[Stored items]
········
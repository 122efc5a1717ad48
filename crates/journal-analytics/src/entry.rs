//! 분석 입력 trait.

use chrono::{DateTime, Utc};
use journal_core::{Emotion, ValuedTrade};
use rust_decimal::Decimal;

/// 평가가 끝난 매매일지 항목.
///
/// `ValuedTrade`, 저장소 레코드 등 다양한 타입에서 분석에 필요한
/// 값만 꺼내기 위한 인터페이스입니다.
pub trait JournalEntry {
    /// 거래 발생 시각.
    fn occurred_at(&self) -> DateTime<Utc>;

    /// 기준 통화 손익.
    fn pnl_quote(&self) -> Decimal;

    /// 보조 통화 손익.
    fn pnl_secondary(&self) -> Decimal;

    /// 명목 가치 대비 손익률 (%).
    fn pnl_percent(&self) -> Decimal;

    /// 진입 시 심리 상태.
    fn emotion(&self) -> Emotion {
        Emotion::default()
    }
}

impl JournalEntry for ValuedTrade {
    fn occurred_at(&self) -> DateTime<Utc> {
        self.occurred_at
    }

    fn pnl_quote(&self) -> Decimal {
        self.pnl_quote_currency
    }

    fn pnl_secondary(&self) -> Decimal {
        self.pnl_secondary_currency
    }

    fn pnl_percent(&self) -> Decimal {
        self.pnl_percent
    }

    fn emotion(&self) -> Emotion {
        self.emotion
    }
}

impl<T: JournalEntry + ?Sized> JournalEntry for &T {
    fn occurred_at(&self) -> DateTime<Utc> {
        (**self).occurred_at()
    }

    fn pnl_quote(&self) -> Decimal {
        (**self).pnl_quote()
    }

    fn pnl_secondary(&self) -> Decimal {
        (**self).pnl_secondary()
    }

    fn pnl_percent(&self) -> Decimal {
        (**self).pnl_percent()
    }

    fn emotion(&self) -> Emotion {
        (**self).emotion()
    }
}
········
Problem description: Show every line above in which the word "DateTime" is found.

Response:
use chrono::{DateTime, Utc};
    fn occurred_at(&self) -> DateTime<Utc>;
    fn occurred_at(&self) -> DateTime<Utc> {
    fn occurred_at(&self) -> DateTime<Utc> {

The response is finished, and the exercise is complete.